北朝鮮による日本人拉致問題の解決に向けた協力を要請し、文氏は支持を表明した。新型コロナの影響で停滞している両国間の人の往来再開に向けた協議を加速すると申し合わせた。

菅氏は協議後、記者団に「様々な問題に関する日本の一貫した立場に基づいて、今後とも韓国に適切な対応を強く求めていきたい」と語った。加藤勝信官房長官は記者会見で電話協議は韓国側の呼びかけだったと明らかにした。

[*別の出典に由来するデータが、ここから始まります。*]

use crate::cli::{GlobalFlags, OutputFormat};
use crate::context::AppContext;
use crate::output::{output, timeline::render_timeline};

pub async fn run(id: &str, ctx: &AppContext, flags: &GlobalFlags) -> anyhow::Result<()> {
    let response = ctx.service.promotion_timeline(id).await?;
    if flags.format == OutputFormat::Table {
        println!("{}", render_timeline(&response.promotion, &response.timeline));
        return Ok(());
    }
    output(&response, flags.format)
}
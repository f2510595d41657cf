//! Cross-cutting error types for the cohort crates.
//!
//! Storage errors (`DatabaseError`) live in `cohort-db`; configuration errors
//! in `cohort-config`. Everything here can be raised without touching storage.

use thiserror::Error;

/// Errors that can be raised by any cohort crate.
#[derive(Debug, Error)]
pub enum CoreError {
    /// Entity lookup returned no result.
    #[error("Entity not found: {entity_type} {id}")]
    NotFound { entity_type: String, id: String },

    /// Caller input failed validation (date format, status domain, ranges).
    #[error("Validation error: {0}")]
    Validation(String),

    /// Catch-all for unexpected errors.
    #[error(transparent)]
    Other(#[from] anyhow::Error),
}

impl CoreError {
    /// Shorthand for building a [`CoreError::Validation`].
    pub fn validation(message: impl Into<String>) -> Self {
        Self::Validation(message.into())
    }
}
//! Student document repository.
//!
//! Student rows carry a free-form JSON document plus a `revision` counter.
//! Every write after creation is a compare-and-swap on that counter, and
//! mutations work on the raw JSON object so that keys this crate does not
//! know about survive untouched.

use chrono::Utc;
use serde::Serialize;
use serde_json::{Map, Value};

use cohort_core::entities::{NewStudent, Student, StudentDocument, TeacherNote};
use cohort_core::ids::PREFIX_STUDENT;

use crate::error::DatabaseError;
use crate::helpers::{into_object, parse_datetime, parse_json};
use crate::service::CohortService;

const SELECT_COLS: &str = "id, promotion_id, document, revision, created_at, updated_at";

fn row_to_student(row: &libsql::Row) -> Result<Student, DatabaseError> {
    let id: String = row.get(0)?;
    let document: StudentDocument = serde_json::from_value(parse_json(&row.get::<String>(2)?)?)
        .map_err(|e| DatabaseError::InvalidState(format!("student {id}: unreadable document: {e}")))?;
    Ok(Student {
        id,
        promotion_id: row.get(1)?,
        revision: row.get(3)?,
        document,
        created_at: parse_datetime(&row.get::<String>(4)?)?,
        updated_at: parse_datetime(&row.get::<String>(5)?)?,
    })
}

/// A student document exactly as stored, without typed interpretation.
#[derive(Debug, Clone, PartialEq, Serialize)]
#[serde(rename_all = "camelCase")]
pub struct RawStudentDocument {
    pub id: String,
    pub promotion_id: String,
    pub revision: i64,
    pub body: Value,
}

impl CohortService {
    /// Enroll a student in an existing promotion.
    ///
    /// The stored document carries every tracking field from the start.
    ///
    /// # Errors
    ///
    /// Returns `DatabaseError::Validation` for a blank name and
    /// `DatabaseError::NotFound` if the promotion does not exist.
    pub async fn create_student(
        &self,
        promotion_id: &str,
        input: NewStudent,
    ) -> Result<Student, DatabaseError> {
        if input.name.trim().is_empty() {
            return Err(DatabaseError::Validation(
                "student name must not be empty".into(),
            ));
        }
        self.get_promotion(promotion_id).await?;

        let id = self.db().generate_id(PREFIX_STUDENT).await?;
        let now = Utc::now();
        let document = input.into_document();
        let body = serde_json::to_string(&document)?;

        self.db()
            .conn()
            .execute(
                "INSERT INTO students (id, promotion_id, document, revision, created_at, updated_at)
                 VALUES (?1, ?2, ?3, 0, ?4, ?4)",
                libsql::params![id.as_str(), promotion_id, body, now.to_rfc3339()],
            )
            .await?;

        tracing::info!(student_id = %id, promotion_id, "student: created");

        Ok(Student {
            id,
            promotion_id: promotion_id.to_string(),
            revision: 0,
            document,
            created_at: now,
            updated_at: now,
        })
    }

    /// # Errors
    ///
    /// Returns `DatabaseError::NotFound` if no student has this id, and
    /// `DatabaseError::InvalidState` if the stored document cannot be read.
    pub async fn get_student(&self, id: &str) -> Result<Student, DatabaseError> {
        let mut rows = self
            .db()
            .conn()
            .query(
                &format!("SELECT {SELECT_COLS} FROM students WHERE id = ?1"),
                [id],
            )
            .await?;
        let row = rows
            .next()
            .await?
            .ok_or_else(|| DatabaseError::not_found("student", id))?;
        row_to_student(&row)
    }

    /// Students of a promotion ordered by id.
    ///
    /// # Errors
    ///
    /// Returns `DatabaseError` if the query fails or a document is unreadable.
    pub async fn list_students(
        &self,
        promotion_id: &str,
        limit: u32,
    ) -> Result<Vec<Student>, DatabaseError> {
        let mut rows = self
            .db()
            .conn()
            .query(
                &format!(
                    "SELECT {SELECT_COLS} FROM students WHERE promotion_id = ?1 ORDER BY id ASC LIMIT ?2"
                ),
                libsql::params![promotion_id, i64::from(limit)],
            )
            .await?;
        let mut students = Vec::new();
        while let Some(row) = rows.next().await? {
            students.push(row_to_student(&row)?);
        }
        Ok(students)
    }

    /// Student ids strictly after `after`, ascending. Used for keyset paging.
    pub(crate) async fn student_ids_after(
        &self,
        after: Option<&str>,
        limit: u32,
    ) -> Result<Vec<String>, DatabaseError> {
        let mut rows = self
            .db()
            .conn()
            .query(
                "SELECT id FROM students WHERE id > ?1 ORDER BY id ASC LIMIT ?2",
                libsql::params![after.unwrap_or(""), i64::from(limit)],
            )
            .await?;
        let mut ids = Vec::new();
        while let Some(row) = rows.next().await? {
            ids.push(row.get::<String>(0)?);
        }
        Ok(ids)
    }

    /// # Errors
    ///
    /// Returns `DatabaseError::NotFound` if no student has this id.
    pub async fn get_student_document(
        &self,
        id: &str,
    ) -> Result<RawStudentDocument, DatabaseError> {
        let mut rows = self
            .db()
            .conn()
            .query(
                "SELECT id, promotion_id, revision, document FROM students WHERE id = ?1",
                [id],
            )
            .await?;
        let row = rows
            .next()
            .await?
            .ok_or_else(|| DatabaseError::not_found("student", id))?;
        Ok(RawStudentDocument {
            id: row.get(0)?,
            promotion_id: row.get(1)?,
            revision: row.get(2)?,
            body: parse_json(&row.get::<String>(3)?)?,
        })
    }

    /// Store a document body verbatim, creating the row if needed.
    ///
    /// This is the import path for documents produced elsewhere; the body is
    /// not checked against the current shape. Overwriting bumps the revision.
    ///
    /// # Errors
    ///
    /// Returns `DatabaseError` if the write fails.
    pub async fn put_student_document(
        &self,
        id: &str,
        promotion_id: &str,
        body: &Value,
    ) -> Result<RawStudentDocument, DatabaseError> {
        if id.trim().is_empty() {
            return Err(DatabaseError::Validation(
                "student id must not be empty".into(),
            ));
        }
        let now = Utc::now().to_rfc3339();
        let mut rows = self
            .db()
            .conn()
            .query(
                "INSERT INTO students (id, promotion_id, document, revision, created_at, updated_at)
                 VALUES (?1, ?2, ?3, 0, ?4, ?4)
                 ON CONFLICT (id) DO UPDATE SET
                     promotion_id = excluded.promotion_id,
                     document = excluded.document,
                     revision = students.revision + 1,
                     updated_at = excluded.updated_at
                 RETURNING revision",
                libsql::params![id, promotion_id, body.to_string(), now],
            )
            .await?;
        let row = rows.next().await?.ok_or(DatabaseError::NoResult)?;

        Ok(RawStudentDocument {
            id: id.to_string(),
            promotion_id: promotion_id.to_string(),
            revision: row.get(0)?,
            body: body.clone(),
        })
    }

    /// Write `body` only if the stored revision is still `expected_revision`.
    ///
    /// Returns `false` when another writer got there first (or the row is
    /// gone); the caller decides whether to re-read and try again.
    ///
    /// # Errors
    ///
    /// Returns `DatabaseError` if the write fails.
    pub async fn replace_document_if_unchanged(
        &self,
        id: &str,
        expected_revision: i64,
        body: &Map<String, Value>,
    ) -> Result<bool, DatabaseError> {
        let changed = self
            .db()
            .conn()
            .execute(
                "UPDATE students SET document = ?1, revision = revision + 1, updated_at = ?2
                 WHERE id = ?3 AND revision = ?4",
                libsql::params![
                    serde_json::to_string(body)?,
                    Utc::now().to_rfc3339(),
                    id,
                    expected_revision
                ],
            )
            .await?;
        Ok(changed > 0)
    }

    /// Read-modify-write a student document under compare-and-swap.
    ///
    /// `apply` edits the object in place and returns whether it changed
    /// anything; when it returns `false` nothing is written. On a lost race
    /// the document is re-read and `apply` runs again on the fresh copy.
    ///
    /// # Errors
    ///
    /// Returns `DatabaseError::NotFound` if the student does not exist,
    /// `DatabaseError::InvalidState` if the stored body is not an object, and
    /// `DatabaseError::StaleRevision` once the retry budget is spent.
    pub async fn mutate_document<F>(
        &self,
        id: &str,
        mut apply: F,
    ) -> Result<RawStudentDocument, DatabaseError>
    where
        F: FnMut(&mut Map<String, Value>) -> Result<bool, DatabaseError>,
    {
        let retry = self.retry();
        let mut attempt = 1;
        loop {
            let RawStudentDocument {
                id: stored_id,
                promotion_id,
                revision,
                body,
            } = self.get_student_document(id).await?;
            let mut object = into_object(body)?;

            if !apply(&mut object)? {
                return Ok(RawStudentDocument {
                    id: stored_id,
                    promotion_id,
                    revision,
                    body: Value::Object(object),
                });
            }

            if self
                .replace_document_if_unchanged(id, revision, &object)
                .await?
            {
                return Ok(RawStudentDocument {
                    id: stored_id,
                    promotion_id,
                    revision: revision + 1,
                    body: Value::Object(object),
                });
            }

            if attempt >= retry.max_attempts {
                tracing::warn!(student_id = id, attempts = attempt, "student: revision kept moving");
                return Err(DatabaseError::StaleRevision { id: id.to_string() });
            }
            tracing::debug!(student_id = id, attempt, revision, "student: lost revision race");
            tokio::time::sleep(retry.delay_for(attempt)).await;
            attempt += 1;
        }
    }

    /// Append a teacher note to a student's technical tracking.
    ///
    /// # Errors
    ///
    /// Returns `DatabaseError::Validation` for a blank note, and the errors of
    /// [`Self::mutate_document`].
    pub async fn add_teacher_note(
        &self,
        student_id: &str,
        note: &str,
        author: Option<&str>,
    ) -> Result<Student, DatabaseError> {
        if note.trim().is_empty() {
            return Err(DatabaseError::Validation("note must not be empty".into()));
        }
        let entry = serde_json::to_value(TeacherNote {
            note: note.to_string(),
            author: author.map(ToString::to_string),
            created_at: Utc::now(),
        })?;

        self.mutate_document(student_id, |doc| {
            tracking_list(doc, "teacherNotes")?.push(entry.clone());
            Ok(true)
        })
        .await?;
        self.get_student(student_id).await
    }

    /// Mark a module as completed. Completing it twice is a no-op.
    ///
    /// # Errors
    ///
    /// Returns `DatabaseError::Validation` for a blank module name, and the
    /// errors of [`Self::mutate_document`].
    pub async fn complete_module(
        &self,
        student_id: &str,
        module: &str,
    ) -> Result<Student, DatabaseError> {
        if module.trim().is_empty() {
            return Err(DatabaseError::Validation(
                "module name must not be empty".into(),
            ));
        }
        self.mutate_document(student_id, |doc| {
            let completed = tracking_list(doc, "completedModules")?;
            if completed.iter().any(|value| value.as_str() == Some(module)) {
                return Ok(false);
            }
            completed.push(Value::String(module.to_string()));
            Ok(true)
        })
        .await?;
        self.get_student(student_id).await
    }
}

/// The array `technicalTracking.<key>`, created empty when missing.
fn tracking_list<'a>(
    doc: &'a mut Map<String, Value>,
    key: &str,
) -> Result<&'a mut Vec<Value>, DatabaseError> {
    if doc.get("technicalTracking").is_none_or(Value::is_null) {
        doc.insert("technicalTracking".into(), Value::Object(Map::new()));
    }
    let Some(Value::Object(tracking)) = doc.get_mut("technicalTracking") else {
        return Err(DatabaseError::InvalidState(
            "technicalTracking is not an object".into(),
        ));
    };
    if tracking.get(key).is_none_or(Value::is_null) {
        tracking.insert(key.to_string(), Value::Array(Vec::new()));
    }
    match tracking.get_mut(key) {
        Some(Value::Array(items)) => Ok(items),
        _ => Err(DatabaseError::InvalidState(format!(
            "technicalTracking.{key} is not an array"
        ))),
    }
}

日韓首脳の協議は2019年12月に当時の安倍晋三首相と文氏が中国で会談して以来となる。

日韓関係は多くの懸案が残る。元徴用工に関する訴訟は韓国の原告が日本企業の資産を差し押さえ、資産現金化に向けた手続きが進む。

日本政府は18年10月の韓国大法院(最高裁)判決が1965年の日韓請求権協定を踏まえておらず、国際法違反だと訴えてきた。韓国側に解決策を示すよう繰り返し求めている。

日本の対韓輸出管理の厳格化を巡っては、韓国が世界貿易機関(WTO)に提訴した。

韓国大統領府によると文氏は16日、菅首相の就任を祝う書簡を日本側に送った。首相は文氏に「日韓両国は重要な隣国で、未来志向の関係を期待する」との内容で返信したという。

首相は自民党総裁選を通じ「中韓をはじめ近隣諸国としっかり付き合い、常に意思疎通できる外交を進めたい」と述べてきた。